-- Opening Marker --

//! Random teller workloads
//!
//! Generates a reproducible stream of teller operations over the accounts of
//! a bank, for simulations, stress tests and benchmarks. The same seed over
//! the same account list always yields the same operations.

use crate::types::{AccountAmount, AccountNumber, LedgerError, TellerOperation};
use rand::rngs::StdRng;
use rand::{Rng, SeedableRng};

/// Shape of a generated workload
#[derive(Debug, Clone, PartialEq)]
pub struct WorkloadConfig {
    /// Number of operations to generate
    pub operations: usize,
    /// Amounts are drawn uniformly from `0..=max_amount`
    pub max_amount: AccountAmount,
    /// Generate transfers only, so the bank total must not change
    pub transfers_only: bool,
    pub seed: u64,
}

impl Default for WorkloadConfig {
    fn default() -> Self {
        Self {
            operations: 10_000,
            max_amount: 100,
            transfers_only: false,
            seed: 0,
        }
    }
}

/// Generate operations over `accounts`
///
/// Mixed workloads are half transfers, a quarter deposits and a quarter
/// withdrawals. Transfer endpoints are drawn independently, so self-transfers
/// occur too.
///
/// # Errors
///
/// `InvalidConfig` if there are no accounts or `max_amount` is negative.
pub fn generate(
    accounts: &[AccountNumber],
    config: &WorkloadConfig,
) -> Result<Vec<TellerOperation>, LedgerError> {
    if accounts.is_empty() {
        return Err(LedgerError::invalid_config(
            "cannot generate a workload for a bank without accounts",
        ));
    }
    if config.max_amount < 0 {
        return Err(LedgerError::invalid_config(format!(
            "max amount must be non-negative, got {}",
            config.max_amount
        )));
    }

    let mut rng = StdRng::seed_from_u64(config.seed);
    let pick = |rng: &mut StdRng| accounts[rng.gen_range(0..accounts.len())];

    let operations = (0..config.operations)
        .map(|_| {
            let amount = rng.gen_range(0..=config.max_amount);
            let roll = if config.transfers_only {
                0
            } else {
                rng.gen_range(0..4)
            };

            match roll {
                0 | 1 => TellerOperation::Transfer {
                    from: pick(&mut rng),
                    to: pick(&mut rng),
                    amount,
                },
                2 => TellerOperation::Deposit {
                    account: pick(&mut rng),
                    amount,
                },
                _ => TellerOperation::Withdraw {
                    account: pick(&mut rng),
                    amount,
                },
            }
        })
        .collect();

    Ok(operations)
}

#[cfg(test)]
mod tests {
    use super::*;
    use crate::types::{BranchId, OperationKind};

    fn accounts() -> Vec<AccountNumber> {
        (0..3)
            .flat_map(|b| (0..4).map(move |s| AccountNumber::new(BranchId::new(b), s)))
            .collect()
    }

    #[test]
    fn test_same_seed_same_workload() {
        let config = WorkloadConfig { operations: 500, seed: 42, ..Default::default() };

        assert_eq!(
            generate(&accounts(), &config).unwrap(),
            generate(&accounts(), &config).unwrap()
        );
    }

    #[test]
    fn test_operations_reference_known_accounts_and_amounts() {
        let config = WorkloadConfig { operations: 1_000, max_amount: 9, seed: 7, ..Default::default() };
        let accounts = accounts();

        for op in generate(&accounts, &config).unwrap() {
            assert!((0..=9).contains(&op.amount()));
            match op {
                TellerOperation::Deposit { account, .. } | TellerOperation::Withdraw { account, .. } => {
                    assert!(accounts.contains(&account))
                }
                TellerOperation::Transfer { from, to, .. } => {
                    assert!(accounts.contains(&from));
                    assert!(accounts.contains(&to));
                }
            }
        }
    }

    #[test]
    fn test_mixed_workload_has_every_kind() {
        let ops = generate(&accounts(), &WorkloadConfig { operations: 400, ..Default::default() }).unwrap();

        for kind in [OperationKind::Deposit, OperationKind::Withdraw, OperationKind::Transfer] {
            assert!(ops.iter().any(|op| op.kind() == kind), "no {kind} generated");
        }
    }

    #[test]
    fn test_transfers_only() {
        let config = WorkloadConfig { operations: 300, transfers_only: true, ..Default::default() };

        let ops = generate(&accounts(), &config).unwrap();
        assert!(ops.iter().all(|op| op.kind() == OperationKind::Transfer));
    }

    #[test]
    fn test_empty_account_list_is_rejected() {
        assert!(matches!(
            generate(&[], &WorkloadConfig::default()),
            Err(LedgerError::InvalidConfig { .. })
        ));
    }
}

-- Closing Marker --
-- Opening Marker --

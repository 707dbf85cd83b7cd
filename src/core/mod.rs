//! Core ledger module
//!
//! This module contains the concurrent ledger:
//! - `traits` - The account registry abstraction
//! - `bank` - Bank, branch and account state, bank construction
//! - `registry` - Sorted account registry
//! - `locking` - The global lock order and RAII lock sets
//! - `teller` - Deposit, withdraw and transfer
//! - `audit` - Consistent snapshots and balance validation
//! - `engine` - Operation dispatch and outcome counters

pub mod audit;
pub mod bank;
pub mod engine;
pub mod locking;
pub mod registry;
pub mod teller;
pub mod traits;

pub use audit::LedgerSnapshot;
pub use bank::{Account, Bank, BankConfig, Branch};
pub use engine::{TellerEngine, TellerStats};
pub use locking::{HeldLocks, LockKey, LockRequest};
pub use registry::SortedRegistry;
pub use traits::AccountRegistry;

-- Closing Marker --
-- Opening Marker --

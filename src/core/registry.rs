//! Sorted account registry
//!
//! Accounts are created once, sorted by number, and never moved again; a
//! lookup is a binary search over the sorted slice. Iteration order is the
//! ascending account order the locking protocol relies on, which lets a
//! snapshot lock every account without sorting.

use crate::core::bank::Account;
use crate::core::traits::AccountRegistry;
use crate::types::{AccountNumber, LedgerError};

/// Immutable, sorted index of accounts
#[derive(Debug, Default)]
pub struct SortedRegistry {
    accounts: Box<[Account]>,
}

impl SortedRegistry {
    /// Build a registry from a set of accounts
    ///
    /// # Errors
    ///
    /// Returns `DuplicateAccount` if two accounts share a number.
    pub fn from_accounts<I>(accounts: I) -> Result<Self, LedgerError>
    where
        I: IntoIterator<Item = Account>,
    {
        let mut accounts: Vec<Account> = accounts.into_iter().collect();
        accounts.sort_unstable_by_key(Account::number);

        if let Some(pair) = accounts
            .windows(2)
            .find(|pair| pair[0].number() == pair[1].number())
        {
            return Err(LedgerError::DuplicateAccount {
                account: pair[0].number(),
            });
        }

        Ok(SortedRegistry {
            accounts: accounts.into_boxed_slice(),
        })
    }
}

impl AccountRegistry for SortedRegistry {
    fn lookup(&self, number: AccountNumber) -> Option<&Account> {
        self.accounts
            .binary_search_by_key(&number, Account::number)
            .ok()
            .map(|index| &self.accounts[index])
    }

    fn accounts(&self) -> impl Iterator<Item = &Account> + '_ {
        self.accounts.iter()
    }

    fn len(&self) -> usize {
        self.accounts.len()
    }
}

-- Closing Marker --

* Assigned task *
Each line above from the one with "Random teller workloads" up to and including the one with "must not change" must be set down exactly, and no line outside that span may appear.

* Result below *
//! Random teller workloads
//!
//! Generates a reproducible stream of teller operations over the accounts of
//! a bank, for simulations, stress tests and benchmarks. The same seed over
//! the same account list always yields the same operations.

use crate::types::{AccountAmount, AccountNumber, LedgerError, TellerOperation};
use rand::rngs::StdRng;
use rand::{Rng, SeedableRng};

/// Shape of a generated workload
#[derive(Debug, Clone, PartialEq)]
pub struct WorkloadConfig {
    /// Number of operations to generate
    pub operations: usize,
    /// Amounts are drawn uniformly from `0..=max_amount`
    pub max_amount: AccountAmount,
    /// Generate transfers only, so the bank total must not change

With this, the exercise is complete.